In its current state, the website only uses machine learning techniques to predict kidney disease. But in the future there are many scopes with deep leaning, Artificial Intelligence and Internet of Things that can give this project more precise results. Therefore, in case of sustainability in the future, many works can be done with the help of this project.

But using this machine learning project and online approach, it is possible to predict other diseases of kidney and other organs as well. Also, using a web interface that uploads a skin image, the skin disease can be detected in the future.

Introduction
Implication for Further Study
Recommendations
Conclusion

If the values change and vary in some cases, this may indicate chronic kidney disease at an early stage. Assuming that chronic kidney disease (CKD) is detected and treated early enough, it has the potential to be treated successfully and efficiently, perhaps curing the patient within a short period of time. There are several laboratory tests that people must undergo to determine whether or not they have chronic kidney disease (CKD).

In practice, these exams may take a significant amount of time. According to the researchers who conducted this study, a model trained on a relevant dataset can predict the development of chronic kidney disease at any stage. To find the best suitable model for the dataset, eleven machine learning algorithms are trained on the dataset and evaluated based on their accuracy, Jaccard score, Cross Validated score and AUC score.
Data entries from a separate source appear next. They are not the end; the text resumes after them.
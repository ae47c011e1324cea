use crate::date::YearMonth;
use std::path::{Path, PathBuf};
use walkdir::WalkDir;

/// `<images_dir>/<subreddit>/<image_id>.jpg`
pub fn image_path(images_dir: &Path, subreddit: &str, image_id: &str) -> PathBuf {
    images_dir.join(subreddit).join(format!("{}.jpg", image_id))
}

/// Recover the image id from a path built by `image_path`.
pub fn image_id_from_path(path: &Path) -> Option<String> {
    path.file_stem().and_then(|s| s.to_str()).map(|s| s.to_string())
}

/// `<dir>/<subreddit>_<YYYY-MM>.json`, or `save_to` itself when it already names a `.json` file.
pub fn annotation_output_path(save_to: &Path, subreddit: &str, month: YearMonth) -> PathBuf {
    if save_to.extension().map(|e| e == "json").unwrap_or(false) {
        save_to.to_path_buf()
    } else {
        save_to.join(format!("{}_{}.json", subreddit, month))
    }
}

/// Expand each input into annotation files: files are taken as-is, directories
/// contribute their `*.json` children (non-recursive). Missing paths are skipped
/// with a warning. The result is sorted lexicographically and de-duplicated.
pub fn expand_annotation_inputs(inputs: &[PathBuf]) -> Vec<PathBuf> {
    let mut out = Vec::new();
    for input in inputs {
        if input.is_dir() {
            for ent in WalkDir::new(input).min_depth(1).max_depth(1).into_iter().flatten() {
                let p = ent.path();
                if ent.file_type().is_file() && p.extension().map(|e| e == "json").unwrap_or(false) {
                    out.push(p.to_path_buf());
                }
            }
        } else if input.is_file() {
            out.push(input.clone());
        } else {
            tracing::warn!("{} does not exist, skipping", input.display());
        }
    }
    out.sort();
    out.dedup();
    out
}
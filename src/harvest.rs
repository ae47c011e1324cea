//! Identifier harvesting: collect the ids of image posts submitted to one
//! subreddit on one UTC day from the Pushshift search endpoint.
//!
//! Pushshift returns at most `PAGE_CAP` posts per request. A full page means
//! the window may hold more posts than we saw, so the window is halved and
//! both halves are queried again (depth-first) until every leaf window comes
//! back with fewer than `PAGE_CAP` hits.

use crate::concurrency::map_limited;
use crate::date::{day_start_utc, fmt_epoch, YearMonth, SECONDS_PER_DAY};
use crate::limiter::HostLimiter;
use crate::retry::{ensure_success, RetryPolicy};
use anyhow::{bail, Context, Result};
use serde::Deserialize;
use std::collections::BTreeSet;
use std::time::Duration;
use time::Date;

pub const PUSHSHIFT_SEARCH_URL: &str = "https://api.pushshift.io/reddit/submission/search";

/// Fixed page size of the search endpoint.
pub const PAGE_CAP: usize = 100;

/// Windows this short (seconds) are never split further.
pub const MIN_SPLIT_SECONDS: i64 = 1;

/// One search hit. Only the id is kept; the domain feeds the allow-list.
#[derive(Clone, Debug, Deserialize, PartialEq, Eq)]
pub struct IdHit {
    pub id: String,
    #[serde(default)]
    pub domain: Option<String>,
}

/// Half-open window `[start, end)` in epoch seconds.
#[derive(Clone, Copy, Debug, PartialEq, Eq, PartialOrd, Ord, Hash)]
pub struct TimeWindow {
    pub start: i64,
    pub end: i64,
}

impl TimeWindow {
    pub fn new(start: i64, end: i64) -> Self {
        Self { start, end }
    }

    pub fn seconds(&self) -> i64 {
        self.end - self.start
    }

    /// `[start, mid)` and `[mid, end)`; `None` once the window is at the floor.
    pub fn halves(&self) -> Option<(TimeWindow, TimeWindow)> {
        if self.seconds() <= MIN_SPLIT_SECONDS {
            return None;
        }
        let mid = self.start + self.seconds() / 2;
        Some((TimeWindow::new(self.start, mid), TimeWindow::new(mid, self.end)))
    }
}

/// Consecutive top-level windows of `step_seconds` covering one UTC day; the last one is clipped.
pub fn plan_day_windows(day: Date, step_seconds: i64) -> Vec<TimeWindow> {
    let step = step_seconds.max(1);
    let day_start = day_start_utc(day);
    let day_end = day_start + SECONDS_PER_DAY;
    let mut out = Vec::new();
    let mut s = day_start;
    while s < day_end {
        let e = (s + step).min(day_end);
        out.push(TimeWindow::new(s, e));
        s = e;
    }
    out
}

/// Domains whose posts can lead to a directly fetchable image.
pub fn default_allowed_domains() -> Vec<String> {
    let mut v: Vec<String> = ["reddit.com", "i.redd.it", "i.imgur.com", "imgur.com", "m.imgur.com"]
        .iter()
        .map(|s| s.to_string())
        .collect();
    for i in 0..9 {
        v.push(format!("farm{}.static.flickr.com", i));
        v.push(format!("farm{}.staticflickr.com", i));
    }
    v.sort();
    v
}

/// Upstream search contract. A non-success response must come back as `Err`
/// so the harvester's retry policy sees it.
pub trait IdSource: Sync {
    fn search(&self, subreddit: &str, window: TimeWindow, size: usize) -> Result<Vec<IdHit>>;
}

pub struct PushshiftClient {
    client: reqwest::blocking::Client,
    base_url: String,
}

impl PushshiftClient {
    pub fn new(user_agent: &str) -> Result<Self> {
        Self::with_base_url(user_agent, PUSHSHIFT_SEARCH_URL)
    }

    pub fn with_base_url(user_agent: &str, base_url: impl Into<String>) -> Result<Self> {
        let client = reqwest::blocking::Client::builder()
            .user_agent(user_agent)
            .timeout(Duration::from_secs(60))
            .build()
            .context("build pushshift http client")?;
        Ok(Self { client, base_url: base_url.into() })
    }
}

#[derive(Deserialize)]
struct SearchResponse {
    data: Vec<IdHit>,
}

impl IdSource for PushshiftClient {
    fn search(&self, subreddit: &str, window: TimeWindow, size: usize) -> Result<Vec<IdHit>> {
        // Pushshift bounds are exclusive on both sides.
        let after = (window.start - 1).to_string();
        let before = window.end.to_string();
        let size = size.to_string();
        let resp = self
            .client
            .get(&self.base_url)
            .query(&[
                ("subreddit", subreddit),
                ("after", after.as_str()),
                ("before", before.as_str()),
                ("size", size.as_str()),
                ("fields", "id,domain"),
            ])
            .send()
            .context("pushshift request")?;
        ensure_success(resp.status(), "pushshift search")?;
        let body: SearchResponse = resp.json().context("pushshift response body")?;
        Ok(body.data)
    }
}

pub struct IdHarvester<S: IdSource> {
    source: S,
    retry: RetryPolicy,
    window_pause: Duration,
    allowed_domains: Option<Vec<String>>,
}

impl<S: IdSource> IdHarvester<S> {
    pub fn new(source: S) -> Self {
        Self {
            source,
            retry: RetryPolicy::default(),
            window_pause: Duration::from_secs(1),
            allowed_domains: Some(default_allowed_domains()),
        }
    }

    pub fn retry(mut self, policy: RetryPolicy) -> Self { self.retry = policy; self }
    pub fn window_pause(mut self, pause: Duration) -> Self { self.window_pause = pause; self }
    /// `None` keeps every hit regardless of its domain.
    pub fn allowed_domains(mut self, domains: Option<Vec<String>>) -> Self {
        self.allowed_domains = domains.map(|mut v| {
            for d in v.iter_mut() { *d = d.trim().to_lowercase(); }
            v.sort();
            v.dedup();
            v
        });
        self
    }

    pub fn source(&self) -> &S {
        &self.source
    }

    /// Ids of posts made to `subreddit` on `day` (UTC), querying at most
    /// `max_window_hours` per top-level request.
    pub fn harvest(&self, subreddit: &str, day: Date, max_window_hours: f64) -> Result<BTreeSet<String>> {
        if !(max_window_hours > 0.0 && max_window_hours <= 24.0) {
            bail!("time window must be in (0, 24] hours, got {}", max_window_hours);
        }
        let step = ((max_window_hours * 3600.0).round() as i64).max(1);

        // One pacer per day: concurrent days are paced independently.
        let pacer = HostLimiter::new(self.window_pause);
        let mut ids = BTreeSet::new();
        for w in plan_day_windows(day, step) {
            pacer.acquire(PUSHSHIFT_SEARCH_URL);
            for hit in self.collect_window(subreddit, w)? {
                if self.domain_allowed(hit.domain.as_deref()) {
                    ids.insert(hit.id);
                }
            }
        }
        Ok(ids)
    }

    /// Harvest every day of `month`, running up to `day_concurrency` days at once.
    pub fn harvest_month(
        &self,
        subreddit: &str,
        month: YearMonth,
        max_window_hours: f64,
        day_concurrency: usize,
    ) -> Result<Vec<String>> {
        let days = month.days();
        let per_day = map_limited(&days, day_concurrency, |d| self.harvest(subreddit, *d, max_window_hours))?;

        let all: BTreeSet<String> = per_day.into_iter().flatten().collect();
        Ok(all.into_iter().collect())
    }

    fn domain_allowed(&self, domain: Option<&str>) -> bool {
        match (&self.allowed_domains, domain) {
            (Some(list), Some(d)) => list.binary_search(&d.to_lowercase()).is_ok(),
            _ => true,
        }
    }

    fn collect_window(&self, subreddit: &str, w: TimeWindow) -> Result<Vec<IdHit>> {
        let hits = self.retry.run("pushshift search", || self.source.search(subreddit, w, PAGE_CAP))?;

        if hits.len() >= PAGE_CAP {
            match w.halves() {
                Some((left, right)) => {
                    let mut out = self.collect_window(subreddit, left)?;
                    out.extend(self.collect_window(subreddit, right)?);
                    return Ok(out);
                }
                None => tracing::warn!(
                    "[{}] full page in a {}s window, keeping {} ids as-is",
                    fmt_epoch(w.start),
                    w.seconds(),
                    hits.len()
                ),
            }
        }

        tracing::info!(
            "[{} - {}] Downloaded {} Reddit post IDs.",
            fmt_epoch(w.start),
            fmt_epoch(w.end - 1),
            hits.len()
        );
        Ok(hits)
    }
}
It will be made accessible to any kidney disease hospital after a website for this project is completed. Detection and diagnosis of chronic kidney disease using deep learning-based heterogeneous modified artificial neural network. Ensemble feature ranking for cost-based non-overlapping groups: a case study of chronic kidney disease diagnosis in developing countries.

Prediction of chronic kidney disease using Adaptive Hybridized Deep Convolutional Neural Network on the Internet of Medical Things Platform. Prognostic significance of kidney, heart and interstitial lung diseases (KHI triad) in PH: a machine learning study. A Machine Learning Model for Predicting Chronic Kidney Disease-Based Internet of Things and Cloud Computing in Smart Cities.